Task data: Begin

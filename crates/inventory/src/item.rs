use chrono::{DateTime, Utc};
use serde::{Deserialize, Serialize};

use medinv_core::{Actor, DomainError, DomainResult, Entity, ItemId};

/// Lifecycle status of an inventory item.
#[derive(Debug, Copy, Clone, PartialEq, Eq, Hash, Default, Serialize, Deserialize)]
pub enum ItemStatus {
    #[default]
    #[serde(rename = "Available")]
    Available,
    #[serde(rename = "In use")]
    InUse,
    #[serde(rename = "In repair")]
    InRepair,
    #[serde(rename = "Decommissioned")]
    Decommissioned,
}

impl ItemStatus {
    pub const ALL: [ItemStatus; 4] = [
        ItemStatus::Available,
        ItemStatus::InUse,
        ItemStatus::InRepair,
        ItemStatus::Decommissioned,
    ];

    /// Label stored in the status column.
    pub fn label(self) -> &'static str {
        match self {
            ItemStatus::Available => "Available",
            ItemStatus::InUse => "In use",
            ItemStatus::InRepair => "In repair",
            ItemStatus::Decommissioned => "Decommissioned",
        }
    }

    pub fn from_label(label: &str) -> Option<Self> {
        Self::ALL.into_iter().find(|s| s.label() == label.trim())
    }
}

impl core::fmt::Display for ItemStatus {
    fn fmt(&self, f: &mut core::fmt::Formatter<'_>) -> core::fmt::Result {
        f.write_str(self.label())
    }
}

/// Calibration state derived from the calibration schedule.
#[derive(Debug, Copy, Clone, PartialEq, Eq, Hash, Default, Serialize, Deserialize)]
pub enum CalibrationStatus {
    #[default]
    #[serde(rename = "Not applicable")]
    NotApplicable,
    #[serde(rename = "Calibrated")]
    Calibrated,
    #[serde(rename = "Overdue")]
    Overdue,
    #[serde(rename = "Pending")]
    Pending,
}

impl CalibrationStatus {
    pub const ALL: [CalibrationStatus; 4] = [
        CalibrationStatus::NotApplicable,
        CalibrationStatus::Calibrated,
        CalibrationStatus::Overdue,
        CalibrationStatus::Pending,
    ];

    pub fn label(self) -> &'static str {
        match self {
            CalibrationStatus::NotApplicable => "Not applicable",
            CalibrationStatus::Calibrated => "Calibrated",
            CalibrationStatus::Overdue => "Overdue",
            CalibrationStatus::Pending => "Pending",
        }
    }

    pub fn from_label(label: &str) -> Option<Self> {
        Self::ALL.into_iter().find(|s| s.label() == label.trim())
    }

    /// Pure derivation from the schedule at `now`.
    pub fn derive(
        requires_calibration: bool,
        next_calibration_date: Option<DateTime<Utc>>,
        now: DateTime<Utc>,
    ) -> Self {
        if !requires_calibration {
            return CalibrationStatus::NotApplicable;
        }
        match next_calibration_date {
            None => CalibrationStatus::Pending,
            Some(next) if next < now => CalibrationStatus::Overdue,
            Some(_) => CalibrationStatus::Calibrated,
        }
    }
}

impl core::fmt::Display for CalibrationStatus {
    fn fmt(&self, f: &mut core::fmt::Formatter<'_>) -> core::fmt::Result {
        f.write_str(self.label())
    }
}

/// An inventory item as stored in the inventory table.
///
/// `calibration_status`, `updated_at` and the creation stamp are owned by the
/// model: callers edit the schedule fields and [`InventoryItem::prepare_for_save`]
/// derives the rest.
#[derive(Debug, Clone, PartialEq, Eq, Serialize, Deserialize)]
pub struct InventoryItem {
    id: ItemId,
    pub name: String,
    pub inventory_code: String,
    pub serial_number: String,
    pub status: ItemStatus,
    pub current_location: String,
    pub requires_calibration: bool,
    calibration_status: CalibrationStatus,
    pub last_calibration_date: Option<DateTime<Utc>>,
    pub next_calibration_date: Option<DateTime<Utc>>,
    pub notes: String,
    pub photo_ids: Vec<String>,
    created_at: DateTime<Utc>,
    updated_at: DateTime<Utc>,
    created_by: String,
}

impl InventoryItem {
    /// New item with a generated id and defaults for every optional field.
    pub fn new(
        name: impl Into<String>,
        inventory_code: impl Into<String>,
        current_location: impl Into<String>,
        actor: &Actor,
        now: DateTime<Utc>,
    ) -> Self {
        Self {
            id: ItemId::generate(),
            name: name.into(),
            inventory_code: inventory_code.into(),
            serial_number: String::new(),
            status: ItemStatus::default(),
            current_location: current_location.into(),
            requires_calibration: false,
            calibration_status: CalibrationStatus::default(),
            last_calibration_date: None,
            next_calibration_date: None,
            notes: String::new(),
            photo_ids: Vec::new(),
            created_at: now,
            updated_at: now,
            created_by: actor.email().to_string(),
        }
    }

    /// Rebuild an item from stored fields (row decoding).
    #[allow(clippy::too_many_arguments)]
    pub(crate) fn from_parts(
        id: ItemId,
        name: String,
        inventory_code: String,
        serial_number: String,
        status: ItemStatus,
        current_location: String,
        requires_calibration: bool,
        calibration_status: CalibrationStatus,
        last_calibration_date: Option<DateTime<Utc>>,
        next_calibration_date: Option<DateTime<Utc>>,
        notes: String,
        photo_ids: Vec<String>,
        created_at: DateTime<Utc>,
        updated_at: DateTime<Utc>,
        created_by: String,
    ) -> Self {
        Self {
            id,
            name,
            inventory_code,
            serial_number,
            status,
            current_location,
            requires_calibration,
            calibration_status,
            last_calibration_date,
            next_calibration_date,
            notes,
            photo_ids,
            created_at,
            updated_at,
            created_by,
        }
    }

    pub fn id_typed(&self) -> &ItemId {
        &self.id
    }

    /// Calibration status as of the last save.
    pub fn calibration_status(&self) -> CalibrationStatus {
        self.calibration_status
    }

    /// Calibration status as it would be derived at `now`.
    ///
    /// Stored rows only refresh their status on save, so reports that must be
    /// current use this instead of [`Self::calibration_status`].
    pub fn calibration_status_at(&self, now: DateTime<Utc>) -> CalibrationStatus {
        CalibrationStatus::derive(self.requires_calibration, self.next_calibration_date, now)
    }

    pub fn created_at(&self) -> DateTime<Utc> {
        self.created_at
    }

    pub fn updated_at(&self) -> DateTime<Utc> {
        self.updated_at
    }

    pub fn created_by(&self) -> &str {
        &self.created_by
    }

    /// Collect every validation failure for this item.
    pub fn validate(&self, max_photos: usize) -> DomainResult<()> {
        let mut errors = Vec::new();

        if self.name.trim().is_empty() {
            errors.push("item name is required".to_string());
        }
        if self.inventory_code.trim().is_empty() {
            errors.push("inventory code is required".to_string());
        }
        if self.current_location.trim().is_empty() {
            errors.push("current location is required".to_string());
        }
        if self.requires_calibration && self.last_calibration_date.is_none() {
            errors.push("last calibration date is required when calibration is required".to_string());
        }
        if self.photo_ids.len() > max_photos {
            errors.push(format!("at most {max_photos} photos per item"));
        }

        DomainError::check(errors)
    }

    /// Derive calibration status and stamp `updated_at`. Called on every save.
    pub fn prepare_for_save(&mut self, now: DateTime<Utc>) {
        self.calibration_status = self.calibration_status_at(now);
        self.updated_at = now;
    }
}

impl Entity for InventoryItem {
    type Id = ItemId;

    const KIND: &'static str = "item";

    fn id(&self) -> &Self::Id {
        &self.id
    }
}

#[cfg(test)]
mod tests {
    use super::*;
    use chrono::{Duration, TimeZone};

    fn test_time() -> DateTime<Utc> {
        Utc.with_ymd_and_hms(2024, 8, 1, 12, 0, 0).unwrap()
    }

    fn test_item() -> InventoryItem {
        InventoryItem::new(
            "Endoscope",
            "EM-AGE-001-0824",
            "Storage",
            &Actor::new("tech@clinic.org"),
            test_time(),
        )
    }

    #[test]
    fn new_item_has_defaults() {
        let item = test_item();
        assert!(item.id_typed().as_str().starts_with("OBJ_"));
        assert_eq!(item.status, ItemStatus::Available);
        assert_eq!(item.calibration_status(), CalibrationStatus::NotApplicable);
        assert!(item.photo_ids.is_empty());
        assert_eq!(item.created_by(), "tech@clinic.org");
        assert_eq!(item.created_at(), item.updated_at());
    }

    #[test]
    fn validate_collects_all_messages() {
        let mut item = test_item();
        item.name = "  ".into();
        item.current_location = String::new();
        item.requires_calibration = true;

        let err = item.validate(3).unwrap_err();
        match err {
            DomainError::Validation(msgs) => {
                assert_eq!(msgs.len(), 3);
                assert_eq!(msgs[0], "item name is required");
            }
            other => panic!("expected validation error, got {other:?}"),
        }
    }

    #[test]
    fn validate_enforces_photo_limit() {
        let mut item = test_item();
        item.photo_ids = vec!["a".into(), "b".into(), "c".into(), "d".into()];
        assert!(item.validate(3).is_err());
        assert!(item.validate(4).is_ok());
    }

    #[test]
    fn calibration_status_follows_schedule() {
        let now = test_time();
        let mut item = test_item();

        item.prepare_for_save(now);
        assert_eq!(item.calibration_status(), CalibrationStatus::NotApplicable);

        item.requires_calibration = true;
        item.prepare_for_save(now);
        assert_eq!(item.calibration_status(), CalibrationStatus::Pending);

        item.next_calibration_date = Some(now - Duration::days(1));
        item.prepare_for_save(now);
        assert_eq!(item.calibration_status(), CalibrationStatus::Overdue);

        item.next_calibration_date = Some(now + Duration::days(1));
        item.prepare_for_save(now);
        assert_eq!(item.calibration_status(), CalibrationStatus::Calibrated);

        item.requires_calibration = false;
        item.prepare_for_save(now);
        assert_eq!(item.calibration_status(), CalibrationStatus::NotApplicable);
    }

    #[test]
    fn prepare_for_save_stamps_updated_at() {
        let mut item = test_item();
        let later = test_time() + Duration::hours(2);
        item.prepare_for_save(later);
        assert_eq!(item.updated_at(), later);
        assert_eq!(item.created_at(), test_time());
    }

    #[test]
    fn status_labels_round_trip() {
        for s in ItemStatus::ALL {
            assert_eq!(ItemStatus::from_label(s.label()), Some(s));
        }
        for s in CalibrationStatus::ALL {
            assert_eq!(CalibrationStatus::from_label(s.label()), Some(s));
        }
        assert_eq!(ItemStatus::from_label("Lost"), None);
    }
}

Task data: End

> Your goal
Copy out every line of the entries where the string "enum" shows up.

> Solution for this problem
pub enum ItemStatus {
pub enum CalibrationStatus {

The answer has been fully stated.